See, most people just talk about themselves, which gives me lots of coy, seductive ammunition to use when I then ask the most thoughtful of questions and give the most considerate responses. It's almost too easy sometimes. Ann wasn't making this easy. She didn't want to talk about herself, she wanted to discuss how I had arranged my syllabus. You can't always count on self-absorption.
Ghostland came on with a flourish, and we crowded to the stage. True to her description, they brought a great level of energy, pomp, and their music wasn't as contrived or cheesy as I though it would be. At times, their electronics were infused with a prog rock sound, with 80s metal vocals. On paper, that sounds pretty dreadful, but they managed. The lead singer had two waist-length braids that made him look Native American, and bounced and crouched behind mirrored, aviator asshole aviator sunglasses. Their set was energetic and spiked with green and pink lasers that shot throughout the warm, industrially themed environment. The keyboardist was dressed in a cape, an Amazing Mumford, silver thing that helped dispel some of the lead singer's pomposity. An hour and a half later, perspiring and satisfied, we exited the venue into one of the heaviest rains I've ever seen, where we waited another half hour to catch a cab.

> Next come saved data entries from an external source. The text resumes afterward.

impl LayoutCache {
    pub fn builder() -> LayoutCacheBuilder {
        LayoutCacheBuilder::new()
    }

    /// Creates a cache with the default configuration.
    pub fn new(
        host: Arc<dyn HostView>,
        computer: Arc<dyn SizeComputer>,
    ) -> Result<Self, ServiceError> {
        LayoutCacheBuilder::new().host(host).computer(computer).build()
    }

    pub(super) fn assemble(
        host: Arc<dyn HostView>,
        logger: Arc<dyn Logger>,
        handle: Handle,
        runtime: Option<Runtime>,
        config: &LayoutCacheConfig,
    ) -> Self {
        let logger = Arc::new(GatedLogger::with_enabled(logger, config.log_enabled));
        let store = Arc::new(CacheStore::new());
        let scheduler = ComputationScheduler::new(
            config.scheduler,
            Arc::clone(&store),
            handle.clone(),
            logger.clone(),
        );

        log_info!(
            logger,
            "layout cache ready: max_concurrent={}, margins={}/{}, dependency={}, lookup={}",
            scheduler.max_concurrency(),
            config.window.leading_margin,
            config.window.trailing_margin,
            config.dependency_mode,
            config.lookup_mode
        );

        Self {
            frames: FrameTracker::new(Arc::clone(&host)),
            host,
            store,
            resolver: RwLock::new(KeyResolver::new()),
            scheduler,
            window: Mutex::new(WindowTracker::new(config.window)),
            logger,
            dependency_mode: RwLock::new(config.dependency_mode),
            lookup_mode: config.lookup_mode,
            handle,
            runtime,
        }
    }

    // =========================================================================
    // Lookup
    // =========================================================================

    /// Returns the size of the item at `position`.
    ///
    /// `content_id`, when given, is used as the cache key verbatim. A cached
    /// size is returned immediately. On a miss, `only_cache` returns the zero
    /// sentinel without computing; otherwise the size is computed according
    /// to the configured [`LookupMode`], stored, and returned. If a background
    /// computation for the key is already running, its result is used instead
    /// of computing the same key twice.
    ///
    /// Prefetching and [`clear_at`](Self::clear_at) only know positions, so
    /// they key through the installed content-id provider. A `content_id`
    /// passed here and nowhere else produces keys prefetching never fills.
    /// To keep keys stable across reordering *and* get prefetch hits, install
    /// a provider with [`set_content_id_provider`](Self::set_content_id_provider)
    /// and pass `None` here.
    pub fn lookup(
        &self,
        position: ItemPosition,
        content_id: Option<&str>,
        only_cache: bool,
    ) -> ItemSize {
        let mode = self.dependency_mode();
        let key = self.resolver.read().resolve(position, content_id);

        if let Some(size) = self.store.get(&key) {
            return size;
        }
        if only_cache {
            return ItemSize::zero(mode);
        }

        self.warn_if_frame_stale(mode);
        let request = ComputeRequest::new(key, position, self.frames.current_frame(), mode)
            .with_priority(Priority::EXPLICIT);

        let result = match self.lookup_mode {
            LookupMode::Inline => self.scheduler.compute_now(&request),
            LookupMode::Offload { timeout } => self.offload(&request, timeout),
        };
        result.unwrap_or_else(|_| ItemSize::zero(mode))
    }

    /// Cache-filling lookup keyed by position or content-id provider.
    pub fn size_at(&self, position: ItemPosition) -> ItemSize {
        self.lookup(position, None, false)
    }

    fn offload(
        &self,
        request: &ComputeRequest,
        timeout: Duration,
    ) -> Result<ItemSize, ComputeError> {
        // Blocking on the runtime from one of its own threads would panic.
        if Handle::try_current().is_ok() {
            return self.scheduler.compute_now(request);
        }

        let receiver = self.scheduler.submit_and_wait(request.clone());
        match self.handle.block_on(tokio::time::timeout(timeout, receiver)) {
            Ok(Ok(Some(size))) => Ok(size),
            Ok(_) => {
                log_debug!(
                    self.logger,
                    "offloaded lookup for {} produced no size, computing inline",
                    request.key
                );
                self.scheduler.compute_now(request)
            }
            Err(_) => {
                log_debug!(
                    self.logger,
                    "offloaded lookup for {} timed out after {:?}, computing inline",
                    request.key,
                    timeout
                );
                self.scheduler.compute_now_superseding(request)
            }
        }
    }

    // =========================================================================
    // Invalidation
    // =========================================================================

    /// Drops every cached size and cancels all scheduled work.
    ///
    /// The prefetch window keeps its members; they are computed again on the
    /// next position change or [`refresh_window`](Self::refresh_window).
    pub fn clear(&self) {
        let cancelled = self.scheduler.cancel_all();
        let generation = self.store.invalidate_all();
        log_debug!(
            self.logger,
            "cache cleared (generation {}, {} requests cancelled)",
            generation,
            cancelled
        );
    }

    /// Drops the sizes at `positions` and cancels their work.
    pub fn clear_at(&self, positions: &[ItemPosition]) {
        let keys: Vec<CacheKey> = {
            let resolver = self.resolver.read();
            positions
                .iter()
                .map(|&position| resolver.resolve_position(position))
                .collect()
        };
        self.clear_keys(&keys);
    }

    /// Drops the sizes stored under `keys` and cancels their work.
    pub fn clear_keys(&self, keys: &[CacheKey]) {
        let cancelled = self.scheduler.cancel_many(keys);
        let removed = self.store.invalidate(keys);
        log_debug!(
            self.logger,
            "cleared {} of {} keys ({} requests cancelled)",
            removed,
            keys.len(),
            cancelled
        );
    }

    // =========================================================================
    // Settings
    // =========================================================================

    /// Changes the concurrency ceiling. Returns the value applied after
    /// clamping.
    pub fn set_max_concurrency(&self, max_concurrent: usize) -> usize {
        self.scheduler.set_max_concurrency(max_concurrent)
    }

    pub fn max_concurrency(&self) -> usize {
        self.scheduler.max_concurrency()
    }

    /// Changes the dependency mode for future computations. Cached sizes
    /// are kept.
    pub fn set_dependency_mode(&self, mode: DependencyMode) {
        *self.dependency_mode.write() = mode;
    }

    pub fn dependency_mode(&self) -> DependencyMode {
        *self.dependency_mode.read()
    }

    /// Installs or removes the size computer.
    pub fn set_delegate(&self, computer: Option<Arc<dyn SizeComputer>>) {
        self.scheduler.set_computer(computer);
    }

    pub fn has_delegate(&self) -> bool {
        self.scheduler.has_computer()
    }

    /// Installs or removes the content-id provider. Keys already cached or
    /// in the window keep the form they were resolved to.
    pub fn set_content_id_provider(&self, provider: Option<Arc<dyn ContentIdProvider>>) {
        self.resolver.write().set_provider(provider);
    }

    pub fn set_log_enabled(&self, enabled: bool) {
        self.logger.set_enabled(enabled);
    }

    pub fn is_log_enabled(&self) -> bool {
        self.logger.enabled()
    }

    pub fn lookup_mode(&self) -> LookupMode {
        self.lookup_mode
    }

    pub fn window_config(&self) -> WindowConfig {
        self.window.lock().config()
    }

    /// Replaces the margins and axis. Applies from the next window update.
    pub fn set_window_config(&self, config: WindowConfig) {
        self.window.lock().set_config(config);
    }

    // =========================================================================
    // Prefetch window
    // =========================================================================

    /// Enables or disables scroll-driven prefetching.
    ///
    /// Enabling computes the window for the current visible range right
    /// away. Disabling cancels the scroll-derived keys; explicitly cached
    /// positions are kept.
    pub fn set_auto_prefetch(&self, enabled: bool) {
        let mut window = self.window.lock();
        if window.is_active() == enabled {
            return;
        }

        let plan = if enabled {
            let input = self.window_input();
            window.activate(&input, &self.resolver.read())
        } else {
            window.deactivate()
        };
        log_debug!(
            self.logger,
            "auto prefetch {}",
            if enabled { "enabled" } else { "disabled" }
        );
        self.apply(plan);
    }

    pub fn is_auto_prefetch(&self) -> bool {
        self.window.lock().is_active()
    }

    /// Handles a scroll event. While auto-prefetch is disabled only the
    /// scroll direction is tracked.
    pub fn position_changed(&self, offset: ScrollOffset) {
        let mut window = self.window.lock();
        let input = self.window_input();
        let plan = window.on_position_changed(offset, &input, &self.resolver.read());
        self.apply(plan);
    }

    /// Recomputes the window for the current visible range without a scroll
    /// event. Also re-requests keys cleared since the last update.
    pub fn refresh_window(&self) {
        let mut window = self.window.lock();
        let input = self.window_input();
        let plan = window.recompute(&input, &self.resolver.read());
        self.apply(plan);
    }

    /// Computes the sizes at `positions` in the background, ahead of any
    /// scroll-derived work. They stay requested until
    /// [`stop_caching`](Self::stop_caching).
    pub fn start_caching(&self, positions: &[ItemPosition]) {
        let mut window = self.window.lock();
        let plan = window.pin(positions, &self.resolver.read());
        self.apply(plan);
    }

    /// Cancels explicit caching of `positions`.
    pub fn stop_caching(&self, positions: &[ItemPosition]) {
        let mut window = self.window.lock();
        let plan = window.unpin(positions, &self.resolver.read());
        self.apply(plan);
    }

    /// Empties the window and cancels all scheduled work. Auto-prefetch
    /// stays enabled if it was.
    pub fn stop_caching_all(&self) {
        let mut window = self.window.lock();
        let dropped = window.clear_all();
        let cancelled = self.scheduler.cancel_all();
        log_debug!(
            self.logger,
            "stopped caching ({} window keys, {} requests cancelled)",
            dropped,
            cancelled
        );
    }

    fn window_input(&self) -> WindowInput {
        WindowInput::from_host(self.host.as_ref(), self.scheduler.max_concurrency())
    }

    /// Called with the window lock held.
    fn apply(&self, plan: WindowPlan) {
        if plan.is_empty() {
            return;
        }

        let cancelled = self.scheduler.cancel_many(&plan.to_cancel);
        let frame = self.frames.current_frame();
        let mode = self.dependency_mode();
        let submitted = plan.to_submit.len();
        let queued = self
            .scheduler
            .submit_all(plan.to_submit.into_iter().map(|(key, planned)| {
                ComputeRequest::new(key, planned.position, frame, mode)
                    .with_priority(planned.priority)
            }));

        log_debug!(
            self.logger,
            "window update: {} cancelled, {} submitted, {} new",
            cancelled,
            submitted,
            queued
        );
    }

    // =========================================================================
    // Frame
    // =========================================================================

    /// Bounds acknowledged by the last [`update_last_frame`](Self::update_last_frame).
    pub fn last_frame(&self) -> ContainerFrame {
        self.frames.last_frame()
    }

    /// Acknowledges the host's current bounds. Cached sizes are not touched;
    /// call [`clear`](Self::clear) first if they no longer apply.
    pub fn update_last_frame(&self) -> ContainerFrame {
        self.frames.update_last_frame()
    }

    /// Bounds the host reports now. Background computations receive the
    /// frame captured when they were requested.
    pub fn current_frame(&self) -> ContainerFrame {
        self.frames.current_frame()
    }

    /// Returns true if the bounds changed on an axis the dependency mode
    /// cares about since the last acknowledgement.
    pub fn frame_is_stale(&self) -> bool {
        let mode = self.dependency_mode();
        self.warn_if_frame_stale(mode);
        self.frames.is_stale(mode)
    }

    fn warn_if_frame_stale(&self, mode: DependencyMode) {
        if let Some(change) = self.frames.check_stale(mode) {
            log_warn!(
                self.logger,
                "container bounds changed from {}x{} to {}x{}; cached sizes may be stale until cleared",
                change.last.width,
                change.last.height,
                change.current.width,
                change.current.height
            );
        }
    }

    // =========================================================================
    // Introspection
    // =========================================================================

    pub fn stats(&self) -> LayoutCacheStats {
        let (window_len, auto_prefetch) = {
            let window = self.window.lock();
            (window.len(), window.is_active())
        };
        LayoutCacheStats {
            cache: self.store.stats(),
            scheduler: self.scheduler.stats(),
            window_len,
            auto_prefetch,
        }
    }

    /// Logs a one-line summary of [`stats`](Self::stats).
    pub fn log_stats(&self) {
        let stats = self.stats();
        log_info!(
            self.logger,
            "cache: {} entries, {:.1}% hit rate, generation {} | scheduler: {} active, {} pending, {} completed, {} failed, {} cancelled, peak {} | window: {} keys",
            stats.cache.entries,
            stats.cache.hit_rate() * 100.0,
            stats.cache.generation,
            stats.scheduler.active,
            stats.scheduler.pending,
            stats.scheduler.completed,
            stats.scheduler.failed,
            stats.scheduler.cancelled,
            stats.scheduler.peak_active,
            stats.window_len
        );
    }

    pub fn store(&self) -> &Arc<CacheStore> {
        &self.store
    }

    pub fn scheduler(&self) -> &ComputationScheduler {
        &self.scheduler
    }

    /// Stops background work. Lookups keep working; inline computation is
    /// unaffected.
    pub fn shutdown(&self) {
        self.scheduler.shutdown();
    }
}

Back at the hostel, we kissed, and she politely declined when I asked if I could sleep with her in her room. Fair enough. The cheap, foam mattresses were barely big enough for an infant. The next day I packed, ate as much free food from the cafeteria kitchen and caught the flight home, where I went immediately to retrieve my cell phone. A few calls from work, my parents, Sarah, and a single text message from Ann: Who the fuck is Dartange? If only she'd enroll in my class, she would find out.